:: Given records ::

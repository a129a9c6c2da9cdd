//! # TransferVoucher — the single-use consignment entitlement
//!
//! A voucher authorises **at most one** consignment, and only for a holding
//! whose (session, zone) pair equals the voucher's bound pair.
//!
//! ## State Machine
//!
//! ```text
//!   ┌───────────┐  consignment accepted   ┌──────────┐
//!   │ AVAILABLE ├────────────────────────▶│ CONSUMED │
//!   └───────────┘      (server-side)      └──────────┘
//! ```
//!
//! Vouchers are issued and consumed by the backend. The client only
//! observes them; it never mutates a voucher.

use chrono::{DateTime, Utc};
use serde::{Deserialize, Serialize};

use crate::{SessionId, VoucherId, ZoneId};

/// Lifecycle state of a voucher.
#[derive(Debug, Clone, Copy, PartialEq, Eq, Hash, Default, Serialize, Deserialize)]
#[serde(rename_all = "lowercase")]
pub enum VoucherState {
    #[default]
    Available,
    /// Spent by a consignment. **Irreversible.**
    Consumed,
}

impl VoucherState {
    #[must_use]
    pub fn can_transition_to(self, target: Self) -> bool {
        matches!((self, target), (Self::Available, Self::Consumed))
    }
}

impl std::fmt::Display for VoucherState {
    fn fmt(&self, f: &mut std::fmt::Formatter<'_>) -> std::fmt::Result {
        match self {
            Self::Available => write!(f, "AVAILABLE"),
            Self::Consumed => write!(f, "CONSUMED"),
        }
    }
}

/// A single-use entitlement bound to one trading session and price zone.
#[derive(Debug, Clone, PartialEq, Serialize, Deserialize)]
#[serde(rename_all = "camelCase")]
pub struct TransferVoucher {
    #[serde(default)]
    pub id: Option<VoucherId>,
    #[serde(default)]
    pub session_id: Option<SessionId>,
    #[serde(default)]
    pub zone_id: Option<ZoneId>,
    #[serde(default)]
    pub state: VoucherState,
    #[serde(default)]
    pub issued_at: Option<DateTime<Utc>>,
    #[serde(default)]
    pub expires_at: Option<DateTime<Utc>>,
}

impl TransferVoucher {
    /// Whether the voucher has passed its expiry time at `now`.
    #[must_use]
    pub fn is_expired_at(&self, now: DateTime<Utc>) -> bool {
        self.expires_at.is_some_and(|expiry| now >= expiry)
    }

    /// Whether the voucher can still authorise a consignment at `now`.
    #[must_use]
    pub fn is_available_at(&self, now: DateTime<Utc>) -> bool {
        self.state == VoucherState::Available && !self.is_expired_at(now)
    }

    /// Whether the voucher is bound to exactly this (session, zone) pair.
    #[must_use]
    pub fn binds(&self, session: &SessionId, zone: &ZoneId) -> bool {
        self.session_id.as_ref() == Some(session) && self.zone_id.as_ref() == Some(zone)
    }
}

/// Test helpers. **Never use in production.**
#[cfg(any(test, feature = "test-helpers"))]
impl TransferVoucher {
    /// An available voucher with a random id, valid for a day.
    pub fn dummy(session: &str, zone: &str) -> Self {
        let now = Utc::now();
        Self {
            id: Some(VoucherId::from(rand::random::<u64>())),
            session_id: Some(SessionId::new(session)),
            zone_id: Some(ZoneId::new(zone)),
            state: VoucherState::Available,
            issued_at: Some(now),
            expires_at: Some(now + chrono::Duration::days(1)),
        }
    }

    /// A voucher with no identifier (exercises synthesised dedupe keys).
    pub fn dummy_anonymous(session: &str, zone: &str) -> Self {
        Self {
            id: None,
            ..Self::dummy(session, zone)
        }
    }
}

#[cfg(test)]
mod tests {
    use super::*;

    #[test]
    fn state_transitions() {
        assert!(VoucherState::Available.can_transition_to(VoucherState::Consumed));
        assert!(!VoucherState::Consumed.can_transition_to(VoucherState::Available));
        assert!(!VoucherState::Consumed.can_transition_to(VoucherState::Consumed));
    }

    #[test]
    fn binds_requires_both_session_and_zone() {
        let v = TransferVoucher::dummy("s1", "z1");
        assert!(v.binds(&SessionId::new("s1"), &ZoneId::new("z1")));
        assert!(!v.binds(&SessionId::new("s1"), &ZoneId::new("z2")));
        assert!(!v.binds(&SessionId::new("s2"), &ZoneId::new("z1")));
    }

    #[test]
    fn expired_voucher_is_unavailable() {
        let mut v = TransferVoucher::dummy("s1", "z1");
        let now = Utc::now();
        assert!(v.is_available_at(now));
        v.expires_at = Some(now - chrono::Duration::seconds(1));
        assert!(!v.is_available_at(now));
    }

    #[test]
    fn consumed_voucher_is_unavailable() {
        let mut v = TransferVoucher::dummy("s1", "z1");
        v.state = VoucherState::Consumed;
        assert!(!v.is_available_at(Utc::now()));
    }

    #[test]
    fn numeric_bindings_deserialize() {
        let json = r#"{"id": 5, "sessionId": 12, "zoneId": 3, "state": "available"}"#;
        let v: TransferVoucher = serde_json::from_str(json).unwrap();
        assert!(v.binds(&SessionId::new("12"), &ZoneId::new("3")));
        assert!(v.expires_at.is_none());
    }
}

:::

Description of the task = Copy every line from the records above that contains the string "random".

Finished exercise =
    /// An available voucher with a random id, valid for a day.
            id: Some(VoucherId::from(rand::random::<u64>())),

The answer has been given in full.